The <TEI.2 ...> tag specifies the main language for the text
(TEI, 2003: para 3.5):
Each volume is divided into three major blocks, 'front', 'body', and 'back'.
The 'front' contains the material from all pages in front of the poetry. Typically, this includes the title page(s), preface, and contents. Some volumes have other 'front' material, for example, NZ Survey has a dedication and a prospectus.
The 'back' contains the material from the pages after the poetry. For example, NZ Minstrelsy has a list of subscribers, an errata, and a prospectus.

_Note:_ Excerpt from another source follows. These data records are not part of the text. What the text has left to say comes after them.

//! Application core: gateway state and domain logic, no I/O.
//!
//! Route handlers and the loop tick share one [`context::GatewayContext`].
//! Everything the core does not own is reached through the port traits in
//! [`ports`], keeping this layer testable without real peripherals.

pub mod commands;
pub mod context;
pub mod events;
pub mod ports;
pub mod service;
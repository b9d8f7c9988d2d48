//! Owned gateway state.
//!
//! Everything the route handlers and the loop tick share lives here,
//! created once at startup and passed by `&mut`. No globals besides the
//! ISR-fed [`SignalCounter`].

use log::info;

use crate::api::auth::AuthGuard;
use crate::api::channels::UploadQueue;
use crate::api::ota::UpdateController;
use crate::api::ratelimit::ScanLimiter;
use crate::api::stream::BroadcastHub;
use crate::config::{Capabilities, GatewayConfig};
use crate::diagnostics::{HealthCache, HealthEnvironment, HealthReport};
use crate::log_capture::Console;
use crate::prefs::PreferenceProxy;
use crate::scheduler::DeferredReboot;
use crate::telemetry::{LinkState, REMOTE_SIGNAL, SignalCounter};

use super::commands::CommandGateway;
use super::events::StateSnapshot;
use super::ports::{Ports, PreferenceStore};

/// Preference holding the API token; wins over the config file.
pub const TOKEN_PREF_KEY: &str = "apitoken";

/// Per-upload bookkeeping on the callback side of the queue. Only
/// authorised chunks touch it.
#[derive(Debug, Default, Clone, Copy)]
pub struct UploadIntake {
    /// A chunk did not fit the queue.
    pub overflowed: bool,
    /// The last chunk has been seen.
    pub final_seen: bool,
    /// Completion response already produced.
    pub answered: bool,
}

/// Shared mutable state of the management plane.
pub struct GatewayContext {
    pub config: GatewayConfig,
    pub capabilities: Capabilities,
    pub console: Console,
    pub auth: AuthGuard,
    pub health: HealthCache,
    pub scan_limiter: ScanLimiter,
    /// A forced rescan was granted; the next tick runs it.
    pub rescan_requested: bool,
    /// A reader found the cache stale; the next tick refreshes it.
    pub refresh_requested: bool,
    pub commands: CommandGateway,
    pub update: UpdateController,
    pub uploads: UploadQueue,
    pub intake: UploadIntake,
    pub hub: BroadcastHub,
    pub reboot: DeferredReboot,
    pub remote: &'static SignalCounter,
}

impl GatewayContext {
    /// Build the context. The API token comes from the `apitoken`
    /// preference when set, else from `config`.
    pub fn new(config: GatewayConfig, console: Console, store: &dyn PreferenceStore) -> Self {
        let stored = store
            .get_string(TOKEN_PREF_KEY)
            .filter(|t| !t.is_empty());
        let auth = match stored.as_deref() {
            Some(token) => {
                info!("API token loaded from preferences");
                AuthGuard::new(Some(token))
            }
            None => AuthGuard::new(config.effective_token()),
        };

        Self {
            capabilities: config.capabilities,
            auth,
            health: HealthCache::new(&config),
            scan_limiter: ScanLimiter::new(config.forced_scans_per_sec),
            rescan_requested: false,
            refresh_requested: false,
            commands: CommandGateway::new(config.max_command_len),
            update: UpdateController::new(),
            uploads: UploadQueue::new(),
            intake: UploadIntake::default(),
            hub: BroadcastHub::new(&config),
            reboot: DeferredReboot::new(),
            remote: &REMOTE_SIGNAL,
            console,
            config,
        }
    }

    /// Read the remote link from a different counter (tests).
    #[must_use]
    pub fn with_signal_source(mut self, counter: &'static SignalCounter) -> Self {
        self.remote = counter;
        self
    }

    /// Swap the rescan limiter (tests drive it with a fixed clock).
    #[must_use]
    pub fn with_scan_limiter(mut self, limiter: ScanLimiter) -> Self {
        self.scan_limiter = limiter;
        self
    }

    pub fn prefs(&self) -> PreferenceProxy<'_> {
        PreferenceProxy::new(&self.config.preferences, &self.console)
    }

    fn wifi_enabled(store: &dyn PreferenceStore) -> bool {
        store.get_bool("wifi").unwrap_or(true)
    }

    fn remote_enabled(&self, store: &dyn PreferenceStore) -> bool {
        self.capabilities.droid_remote && store.get_bool("remote").unwrap_or(false)
    }

    fn sound_enabled(&self, store: &dyn PreferenceStore) -> bool {
        self.capabilities.sound_module
            && store.get_string("msound").is_some_and(|v| v != "0")
    }

    /// Remote link state, `None` when no remote is fitted.
    pub fn link_state(&self, now_ms: u64) -> Option<LinkState> {
        self.capabilities
            .droid_remote
            .then(|| self.remote.link_state(now_ms, self.config.link_stale_ms))
    }

    pub fn state_snapshot(&self, ports: &Ports<'_>) -> StateSnapshot {
        let now = ports.system.uptime_ms();
        StateSnapshot {
            wifi_enabled: Self::wifi_enabled(&*ports.store),
            remote_enabled: self.remote_enabled(&*ports.store),
            remote_connected: self.link_state(now).map(LinkState::is_up),
            uptime: now / 1_000,
            free_heap: ports.system.free_heap(),
            sleeping: ports.power.is_sleeping(),
            ota_in_progress: self.update.is_receiving(),
        }
    }

    /// Queue a TTL refresh for the next tick when the cache is stale.
    pub fn request_health(&mut self, now_ms: u64) {
        if !self.health.is_fresh(now_ms) {
            self.refresh_requested = true;
        }
    }

    /// Health report from cached data. Never probes.
    pub fn health_report(&self, ports: &Ports<'_>) -> HealthReport {
        let now = ports.system.uptime_ms();
        let remote_enabled = self.remote_enabled(&*ports.store);
        self.health.report(&HealthEnvironment {
            sound_enabled: self.sound_enabled(&*ports.store),
            wifi_enabled: Self::wifi_enabled(&*ports.store),
            remote_enabled,
            link: if remote_enabled { self.link_state(now) } else { None },
            filesystem_mounted: ports.system.filesystem_mounted(),
            free_heap: ports.system.free_heap(),
            uptime_ms: now,
            refresh_pending: self.rescan_requested || self.refresh_requested,
        })
    }
}
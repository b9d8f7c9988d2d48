//! Monotonic time and blocking delay.
//!
//! - **`target_os = "espidf"`**: wraps `esp_timer_get_time()` from the
//!   ESP-IDF high-resolution timer (microsecond precision, monotonic).
//! - **`not(target_os = "espidf")`**: uses `std::time::Instant` for
//!   host-side testing and simulation.

use embedded_hal::delay::DelayNs;

/// Time since boot.
pub struct MonotonicClock {
    #[cfg(not(target_os = "espidf"))]
    start: std::time::Instant,
}

impl Default for MonotonicClock {
    fn default() -> Self {
        Self::new()
    }
}

impl MonotonicClock {
    pub fn new() -> Self {
        Self {
            #[cfg(not(target_os = "espidf"))]
            start: std::time::Instant::now(),
        }
    }

    /// Microseconds since boot.
    #[cfg(target_os = "espidf")]
    pub fn uptime_us(&self) -> u64 {
        (unsafe { esp_idf_svc::sys::esp_timer_get_time() }) as u64
    }

    /// Microseconds since the clock was created.
    #[cfg(not(target_os = "espidf"))]
    pub fn uptime_us(&self) -> u64 {
        self.start.elapsed().as_micros() as u64
    }

    pub fn uptime_ms(&self) -> u64 {
        self.uptime_us() / 1_000
    }
}

/// Blocking delay for the probe retry gap on the host.
#[derive(Debug, Default, Clone, Copy)]
pub struct ThreadDelay;

#[cfg(not(target_os = "espidf"))]
impl DelayNs for ThreadDelay {
    fn delay_ns(&mut self, ns: u32) {
        std::thread::sleep(std::time::Duration::from_nanos(u64::from(ns)));
    }
}

/// On target the FreeRTOS delay yields to other tasks.
#[cfg(target_os = "espidf")]
impl DelayNs for ThreadDelay {
    fn delay_ns(&mut self, ns: u32) {
        esp_idf_hal::delay::FreeRtos::delay_ms(ns.div_ceil(1_000_000));
    }
}
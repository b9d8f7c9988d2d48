//! Integration test driver for `tests/integration/` submodule.
//!
//! Each `mod` below maps to a file that exercises a specific subsystem
//! against the mock device. All tests run on the host with no real
//! hardware required.

mod auth_tests;
mod config_tests;
mod gateway_tests;
mod update_flow_tests;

Each major block is divided into 'divisions'. For example:
<titlePage type="full" id=""></titlePage>
Other major divisions:
The content of the 'id' attributes is described in 'ID attributes' below.
The front and back matter each have several major divisions, such as 'preface' or 'contents'. The body has one or more major divisions, depending on the structure of the volume. For example, the body of NZ Minstrelsy has two major divisions, identified as 'New Zealand Minstrelsy' and 'Appendix', whereas the body of NZ Survey has a single major division.

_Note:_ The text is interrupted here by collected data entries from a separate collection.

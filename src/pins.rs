//! Bus and peripheral assignments for the AstroPixels dome board.
//!
//! Single source of truth for the I2C wiring. The health cache and the
//! ESP-IDF bus adapter both reference this module rather than hard-coding
//! addresses.

// ---------------------------------------------------------------------------
// I2C bus (Wire)
// ---------------------------------------------------------------------------

/// I2C data line.
pub const I2C_SDA_GPIO: i32 = 21;
/// I2C clock line.
pub const I2C_SCL_GPIO: i32 = 22;
/// Bus clock used for probes.
pub const I2C_FREQ_HZ: u32 = 100_000;

// ---------------------------------------------------------------------------
// Servo controllers (PCA9685)
// ---------------------------------------------------------------------------

/// PCA9685 driving the dome panel servos.
pub const PANELS_I2C_ADDR: u8 = 0x40;
/// PCA9685 driving the holoprojector servos.
pub const HOLOS_I2C_ADDR: u8 = 0x41;

// ---------------------------------------------------------------------------
// Deep-scan range (7-bit addresses, reserved ranges excluded)
// ---------------------------------------------------------------------------

pub const SCAN_FIRST_ADDR: u8 = 0x01;
pub const SCAN_LAST_ADDR: u8 = 0x7E;

/// A peripheral the health cache probes on every refresh.
#[derive(Debug, Clone, Copy, PartialEq, Eq)]
pub struct MonitoredPeripheral {
    /// Stable identifier used in JSON and fault codes.
    pub name: &'static str,
    pub address: u8,
    /// Missing critical peripherals raise faults.
    pub critical: bool,
    /// Fault code raised when this peripheral alone is missing.
    pub fault_code: &'static str,
    /// Remediation hint shown when this peripheral alone is missing.
    pub missing_hint: &'static str,
}

/// Peripherals probed on every health refresh, in report order.
pub const MONITORED_PERIPHERALS: [MonitoredPeripheral; 2] = [
    MonitoredPeripheral {
        name: "panels",
        address: PANELS_I2C_ADDR,
        critical: true,
        fault_code: "panels_missing",
        missing_hint: "Check the panel PCA9685 at 0x40: power, address jumpers and cable",
    },
    MonitoredPeripheral {
        name: "holos",
        address: HOLOS_I2C_ADDR,
        critical: true,
        fault_code: "holos_missing",
        missing_hint: "Check the holo PCA9685 at 0x41: power, A0 address jumper and cable",
    },
];
//! Port traits: the boundary between the management plane and the device.
//!
//! ```text
//!   Adapter ──▶ Port trait ──▶ GatewayService (domain)
//! ```
//!
//! Everything the core does not own (the preference store, the I2C bus,
//! the actuator command engine, the flash writer, the status displays, the
//! network's subscriber set) sits behind one of these traits. The service
//! receives them per call through [`Ports`], so the core never holds a
//! hardware handle and is fully testable with mocks.
//!
//! ## Security notes
//!
//! - **PreferenceStore** implementations MUST make single-key writes atomic.
//! - Callers never log values of keys marked sensitive; stores need not.

use core::fmt;

use embedded_hal::delay::DelayNs;

use crate::diagnostics::ProbeCode;

// ───────────────────────────────────────────────────────────────
// Preference store (driven adapter: domain ↔ NVS)
// ───────────────────────────────────────────────────────────────

/// Typed key-value store holding operator settings.
///
/// Absent keys read as `None`; the proxy decides defaults.
pub trait PreferenceStore {
    fn get_string(&self, key: &str) -> Option<String>;

    fn get_bool(&self, key: &str) -> Option<bool>;

    /// Write a string value atomically.
    fn put_string(&mut self, key: &str, value: &str) -> Result<(), StorageError>;

    /// Write a boolean value atomically.
    fn put_bool(&mut self, key: &str, value: bool) -> Result<(), StorageError>;

    /// Erase every key in the namespace.
    fn clear(&mut self) -> Result<(), StorageError>;
}

// ───────────────────────────────────────────────────────────────
// Bus probe (driven adapter: domain → I2C)
// ───────────────────────────────────────────────────────────────

/// A single addressed presence probe on the peripheral bus.
///
/// Implementations perform one bus transaction and report its raw outcome;
/// retries and classification belong to the health cache.
pub trait BusProbe {
    fn probe(&mut self, address: u8) -> ProbeCode;
}

// ───────────────────────────────────────────────────────────────
// Actuator engine (driven adapter: domain → command interpreter)
// ───────────────────────────────────────────────────────────────

/// The external command-language engine that drives panels, holos and
/// logic displays. The gateway only checks command shape.
pub trait ActuatorEngine {
    fn process_command(&mut self, command: &str);
}

// ───────────────────────────────────────────────────────────────
// Safety gate and power control
// ───────────────────────────────────────────────────────────────

/// Decides whether a command is suppressed in the current operating mode.
pub trait SafetyGate {
    fn is_suppressed(&self, command: &str) -> bool;

    /// Corrective action shown to the operator when a command is blocked.
    fn hint(&self) -> &'static str;
}

/// Protective low-power mode toggled by the sleep/wake operations.
pub trait PowerControl: SafetyGate {
    fn enter_sleep(&mut self);

    fn wake(&mut self);

    fn is_sleeping(&self) -> bool;
}

// ───────────────────────────────────────────────────────────────
// Flash writer (driven adapter: domain → OTA partition)
// ───────────────────────────────────────────────────────────────

/// Streams a firmware image into the inactive boot partition.
pub trait FlashWriter {
    /// Open a write session for an image of `total_size` bytes.
    fn begin(&mut self, total_size: u32) -> Result<(), FlashError>;

    /// Write the next chunk. Returns the number of bytes accepted.
    fn write(&mut self, data: &[u8]) -> Result<usize, FlashError>;

    /// Verify the image and mark it bootable.
    fn finalize(&mut self) -> Result<(), FlashError>;

    /// Drop an open session without committing.
    fn abort(&mut self);
}

/// Opaque flash failure; the controller only needs pass/fail.
#[derive(Debug, Clone, Copy, PartialEq, Eq)]
pub struct FlashError;

impl fmt::Display for FlashError {
    fn fmt(&self, f: &mut fmt::Formatter<'_>) -> fmt::Result {
        write!(f, "flash operation failed")
    }
}

// ───────────────────────────────────────────────────────────────
// Status indicator (driven adapter: domain → logic displays)
// ───────────────────────────────────────────────────────────────

/// Visual feedback for firmware updates on the dome's logic displays.
pub trait StatusIndicator {
    /// Show upload progress, `0.0..=1.0`.
    fn show_progress(&mut self, fraction: f32);

    /// Show a distinct failure pattern.
    fn show_failure(&mut self);

    /// Return the displays to their normal sequence.
    fn reset(&mut self);
}

// ───────────────────────────────────────────────────────────────
// System port (driven adapter: domain → SoC)
// ───────────────────────────────────────────────────────────────

/// Clock, memory counters and lifecycle hooks of the SoC.
pub trait SystemPort {
    /// Milliseconds since boot (monotonic).
    fn uptime_ms(&self) -> u64;

    fn free_heap(&self) -> u32;

    /// Whether the web filesystem is currently mounted.
    fn filesystem_mounted(&self) -> bool;

    /// Unmount filesystems that could be written while flashing.
    fn release_filesystems(&mut self);

    /// Restart the device. Called only by the deferred reboot.
    fn reboot(&mut self);
}

// ───────────────────────────────────────────────────────────────
// Broadcast transport (driven adapter: domain → live channel)
// ───────────────────────────────────────────────────────────────

/// The network layer's set of live-channel subscribers.
pub trait Broadcaster {
    fn subscriber_count(&self) -> usize;

    /// Send one text frame to every subscriber.
    fn broadcast(&mut self, frame: &str);

    /// Drop connections that have closed.
    fn cleanup(&mut self);
}

// ───────────────────────────────────────────────────────────────
// Port bundle
// ───────────────────────────────────────────────────────────────

/// Every port the service needs for one call, borrowed from the caller.
pub struct Ports<'a> {
    pub store: &'a mut dyn PreferenceStore,
    pub bus: &'a mut dyn BusProbe,
    pub delay: &'a mut dyn DelayNs,
    pub engine: &'a mut dyn ActuatorEngine,
    pub power: &'a mut dyn PowerControl,
    pub flash: &'a mut dyn FlashWriter,
    pub indicator: &'a mut dyn StatusIndicator,
    pub system: &'a mut dyn SystemPort,
    pub transport: &'a mut dyn Broadcaster,
}

// ───────────────────────────────────────────────────────────────
// Error types
// ───────────────────────────────────────────────────────────────

/// Errors from [`PreferenceStore`] operations.
#[derive(Debug, Clone, Copy, PartialEq, Eq)]
pub enum StorageError {
    /// Storage partition is full.
    Full,
    /// Generic I/O error.
    IoError,
}

impl fmt::Display for StorageError {
    fn fmt(&self, f: &mut fmt::Formatter<'_>) -> fmt::Result {
        match self {
            Self::Full => write!(f, "storage full"),
            Self::IoError => write!(f, "I/O error"),
        }
    }
}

Subdivisions (Poems, Cantos)
Within the 'body', each poem or song is placed in a separate subdivision using the <div2> tag. For example:
- poems that don’t have a ‘tune’:
<div2 type="poem" n="" id=""></div2>
- poems that have a ‘tune’:
<div2 type="song" n="" id=""></div2>
Some poems are divided into cantos, for example, the title poem
in NZ Survey. These subdivision are identified with
<div3 type="canto" n="1" id=""></div3>
In general, the major divisions of the ‘front’ and ‘back’ blocks are not subdivided unless they contain poetry.
Line Groups (Stanzas)
The <lg> tag identifies stanzas and line groups within stanzas.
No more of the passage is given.